Turkey launched the invasion of Cyprus on 20 July 1974, after a Cypriot coup d’état on 15 July 1974. The coup was ordered by the military junta in Greece and staged by the Cypriot National Guard in conjunction with the ultra-nationalist paramilitary, EOKA B.

It deposed the Cypriot the elected president Archbishop Makarios III and installed Nikos Sampson. The aim of the coup was the union (enosis) of Cyprus with Greece, and the Hellenic Republic of Cyprus to be declared.

The Turkish state launched a full-scale invasion with over 40,000 troops. They employed napalm, arial bombardment, indiscriminate detentions, and illegal extradition of Greek Cypriots to mainland Turkey.

The invasion resulted in 145,000 displaced people and refugees, many deaths, over 2,000 missing – mainly boys and men – and one third of the Cyprus still under illegal occupation.

For Mr Theophanous what for some may look like an intractable division between Turks and Greeks can be reconciled only if Turkey elects a more moderate leader.

“The Turkish elections next year are critical, if Mr Erdogan gets re-elected it will be difficult for a unified Cyprus to materialise as he has taken a stance of two separate nations.”

“We are hoping for a more moderate leader to be elected.”

The event included a doxology by Bishop Evmenios of Kerasountos in front of various community, government and diplomatic dignitaries and the community. The High Commissioner for Cyprus in Australia Antonis Sammoutis, the Consul General for Greece in Melbourne, Emmanuel S. Kakavelakis and Bill Papastergiadis, the president of the Greek Community of Melbourne also spoke. Dr. Maria Herodotou, the former head of Latrobe University’s Greek studies program spoke on history of Cypriot independence and it’s meaning.
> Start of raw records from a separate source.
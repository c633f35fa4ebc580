//! Pure graph queries over a [`GraphSpec`]: sinks, upstream closures and
//! sub-graph restriction.

use crate::error::SpecError;
use crate::model::{GraphSpec, MixSettings};
use std::collections::{BTreeSet, HashSet};

impl GraphSpec {
    /// Whether `node` has no outgoing connection.
    pub fn is_sink(&self, node: &str) -> bool {
        !self.connections.iter().any(|c| c.from == node)
    }

    /// Ids of every node with no outgoing connection, in spec order.
    pub fn sinks(&self) -> Vec<&str> {
        let sources: HashSet<&str> = self.connections.iter().map(|c| c.from.as_str()).collect();
        self.nodes
            .iter()
            .map(|n| n.id.as_str())
            .filter(|id| !sources.contains(id))
            .collect()
    }

    /// Ids of nodes feeding `node` directly.
    pub fn inputs_of(&self, node: &str) -> Vec<&str> {
        self.connections
            .iter()
            .filter(|c| c.to == node)
            .map(|c| c.from.as_str())
            .collect()
    }

    /// `node` plus every node that reaches it by following connections
    /// backward. `None` when `node` does not exist.
    pub fn upstream_closure(&self, node: &str) -> Option<BTreeSet<String>> {
        self.node(node)?;
        let mut seen = BTreeSet::new();
        let mut stack = vec![node.to_string()];
        while let Some(id) = stack.pop() {
            if !seen.insert(id.clone()) {
                continue;
            }
            for from in self.inputs_of(&id) {
                if !seen.contains(from) {
                    stack.push(from.to_string());
                }
            }
        }
        Some(seen)
    }

    /// The sub-graph rendering `node` in isolation.
    ///
    /// Keeps the upstream closure of `node`, connections inside it, the assets
    /// its players reference and automations targeting it. The result's only
    /// sink is `node`, so its master mix is exactly the node's export tap:
    /// sends and buses are dropped and the master gain is unity. Seed, tempo
    /// and metadata are preserved.
    pub fn restrict_to(&self, node: &str) -> Result<GraphSpec, SpecError> {
        let keep = self
            .upstream_closure(node)
            .ok_or_else(|| SpecError::UnknownNode {
                context: "render target".to_string(),
                node: node.to_string(),
            })?;
        let kept = |id: &String| keep.contains(id);

        let nodes: Vec<_> = self.nodes.iter().filter(|n| kept(&n.id)).cloned().collect();
        let asset_ids: BTreeSet<&str> = nodes
            .iter()
            .filter_map(|n| n.asset_id.as_deref())
            .collect();

        Ok(GraphSpec {
            version: self.version,
            schema_id: self.schema_id.clone(),
            tempo: self.tempo,
            seed: self.seed,
            sample_rate: self.sample_rate,
            assets: self
                .assets
                .iter()
                .filter(|a| asset_ids.contains(a.id.as_str()))
                .cloned()
                .collect(),
            connections: self
                .connections
                .iter()
                .filter(|c| kept(&c.from) && kept(&c.to))
                .cloned()
                .collect(),
            automations: self
                .automations
                .iter()
                .filter(|a| kept(&a.node_id))
                .cloned()
                .collect(),
            buses: Vec::new(),
            sends: Vec::new(),
            nodes,
            mix: MixSettings::default(),
            meta: self.meta.clone(),
        })
    }
}

#[cfg(test)]
mod tests {
    use crate::model::{Asset, BusDef, GraphSpec, NodeDef, SendDef};

    /// a -> b -> d, c -> d, e -> f (sibling branch)
    fn forked() -> GraphSpec {
        GraphSpec::default()
            .with_asset(Asset::sample("s1", "one.wav"))
            .with_asset(Asset::sample("s2", "two.wav"))
            .with_node(NodeDef::new("a", "player").with_asset("s1"))
            .with_node(NodeDef::new("b", "filter"))
            .with_node(NodeDef::new("c", "oscillator"))
            .with_node(NodeDef::new("d", "gain"))
            .with_node(NodeDef::new("e", "player").with_asset("s2"))
            .with_node(NodeDef::new("f", "gain"))
            .with_connection("a", "b")
            .with_connection("b", "d")
            .with_connection("c", "d")
            .with_connection("e", "f")
    }

    #[test]
    fn sinks_have_no_outgoing_edges() {
        assert_eq!(forked().sinks(), vec!["d", "f"]);
        assert!(forked().is_sink("d"));
        assert!(!forked().is_sink("a"));
    }

    #[test]
    fn closure_follows_edges_backward() {
        let closure = forked().upstream_closure("d").unwrap();
        let ids: Vec<_> = closure.iter().map(String::as_str).collect();
        assert_eq!(ids, vec!["a", "b", "c", "d"]);
        assert!(forked().upstream_closure("zzz").is_none());
    }

    #[test]
    fn restriction_excludes_sibling_branch() {
        let sub = forked().restrict_to("b").unwrap();
        let nodes: Vec<_> = sub.nodes.iter().map(|n| n.id.as_str()).collect();
        assert_eq!(nodes, vec!["a", "b"]);
        assert_eq!(sub.assets.len(), 1);
        assert_eq!(sub.assets[0].id, "s1");
        assert_eq!(sub.connections.len(), 1);
        assert_eq!(sub.sinks(), vec!["b"]);
    }

    #[test]
    fn restriction_is_the_bare_export_tap() {
        let mut spec = forked();
        spec.buses.push(BusDef {
            id: "verb".into(),
            gain: 0.8,
        });
        spec.sends.push(SendDef {
            from: "a".into(),
            bus: "verb".into(),
            amount: 0.5,
        });
        spec.mix.master_gain = 0.25;

        let sub = spec.restrict_to("d").unwrap();
        assert!(sub.sends.is_empty());
        assert!(sub.buses.is_empty());
        assert_eq!(sub.mix.master_gain, 1.0);
        assert_eq!(sub.seed, spec.seed);
    }
}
Mr Papastergiadis in his public speech said he has sought a position from the Australian government incursions by Turkey into Greek and Cypriot natural gas reserves. He said he raised the issue with the Foreign Minister of Greece Nikolaos Dendias when they met. The speeches were followed by a performance by Helen Yotis Patterson, who sang a range of revolutionary and progressive songs.